Only lines holding the word "type" should be copied from the material.
▬▬▬
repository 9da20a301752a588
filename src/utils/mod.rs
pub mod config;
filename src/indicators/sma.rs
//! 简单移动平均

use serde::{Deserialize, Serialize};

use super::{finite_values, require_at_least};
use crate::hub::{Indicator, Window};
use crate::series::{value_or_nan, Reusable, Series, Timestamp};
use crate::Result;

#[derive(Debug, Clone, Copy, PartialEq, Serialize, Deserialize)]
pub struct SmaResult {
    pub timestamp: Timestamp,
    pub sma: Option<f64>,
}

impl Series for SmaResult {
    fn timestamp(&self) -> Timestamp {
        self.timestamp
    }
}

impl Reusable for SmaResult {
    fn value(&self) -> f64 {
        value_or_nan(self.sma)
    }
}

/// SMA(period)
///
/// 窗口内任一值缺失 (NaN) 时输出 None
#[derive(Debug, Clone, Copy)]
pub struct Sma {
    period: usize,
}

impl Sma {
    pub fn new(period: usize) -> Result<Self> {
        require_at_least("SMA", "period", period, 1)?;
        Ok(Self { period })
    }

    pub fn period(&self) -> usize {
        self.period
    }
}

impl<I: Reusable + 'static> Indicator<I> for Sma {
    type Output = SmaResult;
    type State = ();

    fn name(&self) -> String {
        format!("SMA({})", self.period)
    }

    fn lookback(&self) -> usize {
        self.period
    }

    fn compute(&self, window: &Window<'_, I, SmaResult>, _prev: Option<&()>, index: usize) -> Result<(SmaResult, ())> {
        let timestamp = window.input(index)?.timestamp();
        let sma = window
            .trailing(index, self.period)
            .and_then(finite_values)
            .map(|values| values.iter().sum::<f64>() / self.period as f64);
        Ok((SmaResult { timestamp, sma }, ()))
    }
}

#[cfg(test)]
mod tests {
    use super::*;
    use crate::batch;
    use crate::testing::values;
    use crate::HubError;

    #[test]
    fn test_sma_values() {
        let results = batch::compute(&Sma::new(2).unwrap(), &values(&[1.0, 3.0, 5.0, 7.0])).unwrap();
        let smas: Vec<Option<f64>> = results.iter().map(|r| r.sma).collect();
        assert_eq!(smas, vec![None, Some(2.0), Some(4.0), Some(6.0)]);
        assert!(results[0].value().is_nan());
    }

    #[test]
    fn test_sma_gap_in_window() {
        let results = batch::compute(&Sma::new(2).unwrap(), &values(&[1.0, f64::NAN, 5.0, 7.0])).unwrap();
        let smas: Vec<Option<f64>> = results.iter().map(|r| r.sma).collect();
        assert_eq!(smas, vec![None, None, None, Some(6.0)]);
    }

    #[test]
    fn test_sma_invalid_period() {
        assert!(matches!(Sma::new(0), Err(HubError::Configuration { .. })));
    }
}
▬▬▬
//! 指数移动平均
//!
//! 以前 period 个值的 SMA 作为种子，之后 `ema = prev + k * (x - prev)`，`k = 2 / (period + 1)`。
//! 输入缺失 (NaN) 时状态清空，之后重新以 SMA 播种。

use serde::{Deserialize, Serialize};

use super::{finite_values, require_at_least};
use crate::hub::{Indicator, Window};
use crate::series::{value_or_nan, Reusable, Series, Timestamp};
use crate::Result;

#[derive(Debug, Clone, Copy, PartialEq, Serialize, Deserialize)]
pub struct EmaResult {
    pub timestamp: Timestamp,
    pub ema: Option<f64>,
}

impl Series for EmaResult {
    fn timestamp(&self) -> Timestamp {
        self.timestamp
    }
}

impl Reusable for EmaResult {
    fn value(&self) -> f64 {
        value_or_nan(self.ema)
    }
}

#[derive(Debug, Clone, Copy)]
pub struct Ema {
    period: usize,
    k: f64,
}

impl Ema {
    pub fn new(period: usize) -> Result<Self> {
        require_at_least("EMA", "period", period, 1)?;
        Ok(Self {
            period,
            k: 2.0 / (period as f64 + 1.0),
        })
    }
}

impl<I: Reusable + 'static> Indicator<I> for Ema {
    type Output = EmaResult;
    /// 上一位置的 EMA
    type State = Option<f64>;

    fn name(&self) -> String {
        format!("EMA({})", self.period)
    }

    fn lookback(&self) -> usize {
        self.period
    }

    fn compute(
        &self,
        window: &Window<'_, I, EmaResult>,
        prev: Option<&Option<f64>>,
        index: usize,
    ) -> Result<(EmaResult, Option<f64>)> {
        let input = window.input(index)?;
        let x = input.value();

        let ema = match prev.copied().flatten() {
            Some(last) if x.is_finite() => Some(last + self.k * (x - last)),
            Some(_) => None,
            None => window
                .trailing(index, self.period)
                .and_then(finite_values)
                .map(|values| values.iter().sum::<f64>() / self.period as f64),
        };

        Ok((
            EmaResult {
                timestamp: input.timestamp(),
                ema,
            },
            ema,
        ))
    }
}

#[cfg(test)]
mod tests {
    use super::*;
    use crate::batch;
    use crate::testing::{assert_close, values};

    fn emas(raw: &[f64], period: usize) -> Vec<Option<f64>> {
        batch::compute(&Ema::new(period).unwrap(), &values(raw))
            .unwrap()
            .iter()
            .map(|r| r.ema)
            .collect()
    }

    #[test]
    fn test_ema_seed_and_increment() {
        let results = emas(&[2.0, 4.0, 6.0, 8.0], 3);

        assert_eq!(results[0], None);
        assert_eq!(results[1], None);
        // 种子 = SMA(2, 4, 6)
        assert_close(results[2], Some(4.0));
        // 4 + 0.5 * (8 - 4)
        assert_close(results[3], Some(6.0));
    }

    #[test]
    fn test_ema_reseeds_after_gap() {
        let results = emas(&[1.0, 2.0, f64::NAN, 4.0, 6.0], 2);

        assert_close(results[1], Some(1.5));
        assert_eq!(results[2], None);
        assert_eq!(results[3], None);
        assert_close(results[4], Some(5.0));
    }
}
▬▬▬
> [Response area]:
    type Output = SmaResult;
    type State = ();
    type Output = EmaResult;
    type State = Option<f64>;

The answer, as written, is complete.